Species of mollusc (fossil)

Scenella tenuistriata is an extinct species generally classified as a mollusc or hydrozoan in the family Scenellidae.

== Description ==
Scenella tenuistriata was originally discovered and described by Australian palaeontologist Frederick Chapman in 1911.

Chapman's original text (the type description) reads as follows:

Scenella tenuistpiata, sp. nov. (PI. LIX., Figs. 18 a, b).

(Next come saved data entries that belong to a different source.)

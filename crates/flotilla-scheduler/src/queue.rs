//! Wait-for-capacity queue.

use flotilla_core::ids::TaskId;
use std::cmp::Ordering;
use std::collections::BinaryHeap;
use std::time::Instant;

/// A task waiting for an agent slot.
#[derive(Debug, Clone)]
pub struct QueuedTask {
    pub task_id: TaskId,
    /// Lower values are more urgent.
    pub priority: i32,
    pub queued_at: Instant,
    seq: u64,
}

impl PartialEq for QueuedTask {
    fn eq(&self, other: &Self) -> bool {
        self.seq == other.seq
    }
}

impl Eq for QueuedTask {}

impl PartialOrd for QueuedTask {
    fn partial_cmp(&self, other: &Self) -> Option<Ordering> {
        Some(self.cmp(other))
    }
}

impl Ord for QueuedTask {
    fn cmp(&self, other: &Self) -> Ordering {
        // BinaryHeap pops the greatest: lowest priority value, then earliest arrival.
        other
            .priority
            .cmp(&self.priority)
            .then_with(|| other.seq.cmp(&self.seq))
    }
}

/// Priority queue, FIFO within a priority.
#[derive(Debug, Default)]
pub struct WaitQueue {
    heap: BinaryHeap<QueuedTask>,
    next_seq: u64,
}

impl WaitQueue {
    pub fn new() -> Self {
        Self::default()
    }

    pub fn enqueue(&mut self, task_id: TaskId, priority: i32) {
        let seq = self.next_seq;
        self.next_seq += 1;
        self.heap.push(QueuedTask {
            task_id,
            priority,
            queued_at: Instant::now(),
            seq,
        });
    }

    /// Put back an entry taken with [`WaitQueue::take_all`], keeping its place.
    pub fn requeue(&mut self, task: QueuedTask) {
        self.heap.push(task);
    }

    pub fn pop(&mut self) -> Option<QueuedTask> {
        self.heap.pop()
    }

    /// Remove every entry, most urgent first.
    pub fn take_all(&mut self) -> Vec<QueuedTask> {
        std::mem::take(&mut self.heap).into_sorted_vec().into_iter().rev().collect()
    }

    pub fn remove(&mut self, task_id: TaskId) -> bool {
        let before = self.heap.len();
        self.heap.retain(|t| t.task_id != task_id);
        self.heap.len() != before
    }

    pub fn contains(&self, task_id: TaskId) -> bool {
        self.heap.iter().any(|t| t.task_id == task_id)
    }

    /// Zero-based position of a task in dispatch order.
    pub fn position(&self, task_id: TaskId) -> Option<usize> {
        let mut sorted: Vec<_> = self.heap.iter().collect();
        sorted.sort_by(|a, b| b.cmp(a));
        sorted.iter().position(|t| t.task_id == task_id)
    }

    pub fn len(&self) -> usize {
        self.heap.len()
    }

    pub fn is_empty(&self) -> bool {
        self.heap.is_empty()
    }
}

#[cfg(test)]
mod tests {
    use super::*;

    #[test]
    fn test_lower_priority_value_first() {
        let mut queue = WaitQueue::new();
        let low = TaskId::new();
        let urgent = TaskId::new();
        queue.enqueue(low, 10);
        queue.enqueue(urgent, -1);

        assert_eq!(queue.pop().unwrap().task_id, urgent);
        assert_eq!(queue.pop().unwrap().task_id, low);
        assert!(queue.pop().is_none());
    }

    #[test]
    fn test_fifo_within_priority() {
        let mut queue = WaitQueue::new();
        let ids: Vec<_> = (0..5).map(|_| TaskId::new()).collect();
        for id in &ids {
            queue.enqueue(*id, 0);
        }
        let order: Vec<_> = queue.take_all().into_iter().map(|t| t.task_id).collect();
        assert_eq!(order, ids);
        assert!(queue.is_empty());
    }

    #[test]
    fn test_requeue_keeps_place() {
        let mut queue = WaitQueue::new();
        let first = TaskId::new();
        let second = TaskId::new();
        queue.enqueue(first, 1);
        queue.enqueue(second, 1);

        let taken = queue.take_all();
        for task in taken.into_iter().rev() {
            queue.requeue(task);
        }
        assert_eq!(queue.position(first), Some(0));
        assert_eq!(queue.position(second), Some(1));
    }

    #[test]
    fn test_remove() {
        let mut queue = WaitQueue::new();
        let a = TaskId::new();
        let b = TaskId::new();
        queue.enqueue(a, 0);
        queue.enqueue(b, 0);

        assert!(queue.remove(a));
        assert!(!queue.remove(a));
        assert!(!queue.contains(a));
        assert_eq!(queue.len(), 1);
    }
}
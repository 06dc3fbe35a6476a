//! Flotilla CLI entrypoint.

use clap::Parser;
use tracing_subscriber::EnvFilter;

mod bus;
mod commands;
mod config;
mod handlers;

use commands::{Commands, LogFormat, OutputFormat};

#[derive(Parser)]
#[command(name = "flotilla")]
#[command(author, version, about = "Route tasks and workflows across remote agents", long_about = None)]
struct Cli {
    #[command(subcommand)]
    command: Commands,

    /// Result output format
    #[arg(long, global = true, value_enum, default_value_t = OutputFormat::Table)]
    output: OutputFormat,

    /// Log line format; the level is taken from RUST_LOG
    #[arg(long, global = true, value_enum, default_value_t = LogFormat::Text)]
    log_format: LogFormat,
}

fn init_tracing(format: LogFormat) {
    let filter = EnvFilter::try_from_default_env().unwrap_or_else(|_| EnvFilter::new("info"));
    let builder = tracing_subscriber::fmt()
        .with_env_filter(filter)
        .with_writer(std::io::stderr);
    match format {
        LogFormat::Text => builder.init(),
        LogFormat::Json => builder.json().init(),
    }
}

#[tokio::main]
async fn main() -> anyhow::Result<()> {
    let cli = Cli::parse();
    init_tracing(cli.log_format);

    match cli.command {
        Commands::Validate { config } => handlers::validate(&config)?,
        Commands::Agents { config, probe } => handlers::agents(&config, probe, cli.output).await?,
        Commands::Serve { config } => handlers::serve(&config).await?,
        Commands::Task {
            config,
            capability,
            payload,
            priority,
            timeout_secs,
            retries,
            queue,
        } => {
            let request = handlers::TaskRequest {
                capability,
                payload,
                priority,
                timeout_secs,
                retries,
                queue,
            };
            handlers::run_task(&config, request, cli.output).await?
        }
        Commands::Workflow { config, workflow } => {
            handlers::run_workflow(&config, &workflow, cli.output).await?
        }
        Commands::Schema => handlers::schema()?,
    }

    Ok(())
}
// ============================================================================
// Basic Usage Example
// ============================================================================

use chinese_numerals::prelude::*;
use rust_decimal::Decimal;

fn main() -> Result<(), NumeralError> {
    #[cfg(feature = "logging")]
    tracing_subscriber::fmt()
        .with_max_level(tracing::Level::TRACE)
        .init();

    println!("=== Chinese Numerals Example ===\n");

    // Cardinal numbers in both scripts
    println!("Cardinal:");
    for n in [0_i64, 10, 110, 10_001, 100_010_000, -5] {
        println!(
            "  {:>12} -> {} / {}",
            n,
            to_words(n)?,
            to_words_with(n, &ConversionOptions::simplified())?
        );
    }

    // Fractions, from exact decimals and from floats
    println!("\nFractions:");
    println!("  3.14     -> {}", to_words(Decimal::new(314, 2))?);
    println!("  -0.05    -> {}", to_words(decimal_from_f64(-0.05)?)?);

    // Cheque writing keeps the explicit 一 before a leading 十
    println!("\nCheque writing:");
    let cheque = ConversionOptions::cheque();
    for n in [10_i64, 15, 150_000] {
        println!("  {:>12} -> {} (standard: {})", n, to_words_with(n, &cheque)?, to_words(n)?);
    }

    // Ordinals
    println!("\nOrdinal:");
    println!("  3        -> {}", to_words_ordinal(3)?);
    println!("  3        -> {}", to_ordinal(3, Vocabulary::traditional()));

    // Decoding with script detection and tiered grammars
    println!("\n=== Decoding ===");
    for text in ["二十三", "十萬", "负三点五", "二〇二四", "第十二", "-42.5", "abc"] {
        match from_words(text) {
            Ok(value) => println!("  {:<10} -> {}", text, value),
            Err(err) => println!("  {:<10} -> error: {}", text, err),
        }
    }

    Ok(())
}
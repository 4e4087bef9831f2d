// ============================================================================
// Numeral Converter
// Entry points tying vocabulary, encoder and decoder together
// ============================================================================

use super::decoder::decode;
use super::encoder::encode;
use crate::domain::{ConversionOptions, Script, Vocabulary};
use crate::numeric::NumeralResult;
use rust_decimal::Decimal;

/// Converts numbers to and from numeral text with fixed options.
///
/// # Example
/// ```
/// use chinese_numerals::prelude::*;
/// use rust_decimal::Decimal;
///
/// let converter = NumeralConverter::new(ConversionOptions::cheque());
/// assert_eq!(converter.to_words(15).unwrap(), "一十五");
/// assert_eq!(converter.from_words("一十五").unwrap(), Decimal::from(15));
/// ```
#[derive(Debug, Clone, Copy)]
pub struct NumeralConverter<'v> {
    options: ConversionOptions<'v>,
}

impl<'v> NumeralConverter<'v> {
    /// Create a converter from options.
    pub fn new(options: ConversionOptions<'v>) -> Self {
        Self { options }
    }

    /// Converter for a vocabulary with standard writing.
    pub fn with_vocabulary(vocabulary: &'v Vocabulary) -> Self {
        Self::new(ConversionOptions::new(vocabulary))
    }

    #[inline]
    pub fn options(&self) -> &ConversionOptions<'v> {
        &self.options
    }

    #[inline]
    pub fn vocabulary(&self) -> &'v Vocabulary {
        self.options.vocabulary
    }

    /// Write a number in cardinal form.
    ///
    /// # Errors
    /// Returns `Overflow` if the integer part is too large for the
    /// vocabulary's units.
    pub fn to_words(&self, number: impl Into<Decimal>) -> NumeralResult<String> {
        encode(number.into(), &self.options)
    }

    /// Write a number in ordinal form (第 followed by the cardinal form).
    pub fn to_words_ordinal(&self, number: impl Into<Decimal>) -> NumeralResult<String> {
        let mut text = String::new();
        text.push(self.vocabulary().ordinal().canonical());
        text.push_str(&self.to_words(number)?);
        Ok(text)
    }

    /// Read numeral text with this converter's vocabulary.
    ///
    /// Leading ordinal markers are ignored and empty text reads as zero.
    ///
    /// # Errors
    /// Returns `InvalidNumeral` for text that is not a numeral, or
    /// `Overflow` / `PrecisionLoss` for values outside the decimal range.
    pub fn from_words(&self, text: &str) -> NumeralResult<Decimal> {
        if text.is_empty() {
            return Ok(Decimal::ZERO);
        }

        let vocabulary = self.vocabulary();
        let mut text = text;
        for ordinal in vocabulary.ordinal().iter() {
            if let Some(rest) = text.strip_prefix(ordinal) {
                text = rest;
            }
        }

        let (value, tier) = decode(text, vocabulary)?;
        tracing::trace!("Decoded {:?} as {} ({:?})", text, value, tier);
        Ok(value)
    }
}

impl Default for NumeralConverter<'static> {
    fn default() -> Self {
        Self::new(ConversionOptions::default())
    }
}

// ============================================================================
// Free Functions
// ============================================================================

/// Write a number in Traditional Chinese.
///
/// ```
/// use chinese_numerals::to_words;
///
/// assert_eq!(to_words(110).unwrap(), "一百一十");
/// assert_eq!(to_words(-5).unwrap(), "負五");
/// ```
pub fn to_words(number: impl Into<Decimal>) -> NumeralResult<String> {
    NumeralConverter::default().to_words(number)
}

/// Write a number with explicit options.
pub fn to_words_with(
    number: impl Into<Decimal>,
    options: &ConversionOptions<'_>,
) -> NumeralResult<String> {
    NumeralConverter::new(*options).to_words(number)
}

/// Write a number in Traditional Chinese ordinal form.
pub fn to_words_ordinal(number: impl Into<Decimal>) -> NumeralResult<String> {
    NumeralConverter::default().to_words_ordinal(number)
}

/// Write a number in ordinal form with explicit options.
pub fn to_words_ordinal_with(
    number: impl Into<Decimal>,
    options: &ConversionOptions<'_>,
) -> NumeralResult<String> {
    NumeralConverter::new(*options).to_words_ordinal(number)
}

/// Prefix the Arabic form of a number with the ordinal marker ("第3").
pub fn to_ordinal(number: impl Into<Decimal>, vocabulary: &Vocabulary) -> String {
    format!("{}{}", vocabulary.ordinal().canonical(), number.into().normalize())
}

/// Read numeral text, guessing Simplified or Traditional from its glyphs.
///
/// ```
/// use chinese_numerals::from_words;
/// use rust_decimal::Decimal;
///
/// assert_eq!(from_words("二十三").unwrap(), Decimal::from(23));
/// assert_eq!(from_words("三亿").unwrap(), Decimal::from(300_000_000));
/// ```
pub fn from_words(text: &str) -> NumeralResult<Decimal> {
    let vocabulary = Vocabulary::for_script(Script::detect(text));
    NumeralConverter::with_vocabulary(vocabulary).from_words(text)
}

/// Read numeral text with an explicit vocabulary.
pub fn from_words_with(text: &str, vocabulary: &Vocabulary) -> NumeralResult<Decimal> {
    NumeralConverter::with_vocabulary(vocabulary).from_words(text)
}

Description. — Shell small, subconical; aperture ovate; apex
eccentric, obtuse, slightly incurved towards the longer extremity.
In side view boldly convex from apex to margin on shorter
side; on longer side concave under the apex, then becoming
convex and meeting apertural margin almost vertically. Surface
relieved with a few delicate subradial striae inclined towards the
longer side, otherwise smooth.

Dimensions. — Length, 2.75 mm.; width, 2.4 mm.; height, 1.6 mm.

Affinities. — Practically all the described species of the above
genus are from the Middle Cambrian; but there is an undescribed species from the Upper Cambrian (Potsdam Sandstone)
of Wisconsin mentioned by C. D. Walcott which may be at
least allied with, our form, as that author compares it with
(?) Scenella varians, a species from the Middle Cambrian of the
United States and Canada, resembling our fossil in some
particulars. The related genus Stenotheca occurs in the Cambrian of South Australia, and is distinguished from the above
genus by its stronger, rugose shell and curved beak. The latter
feature is not emphasised to any degree in our specimen, and
the smoother shell shows it to be distinct from Stenotheca in
that respect.

Horizon. — Upper Cambrian. Agnostus Zone. Dolodrook River.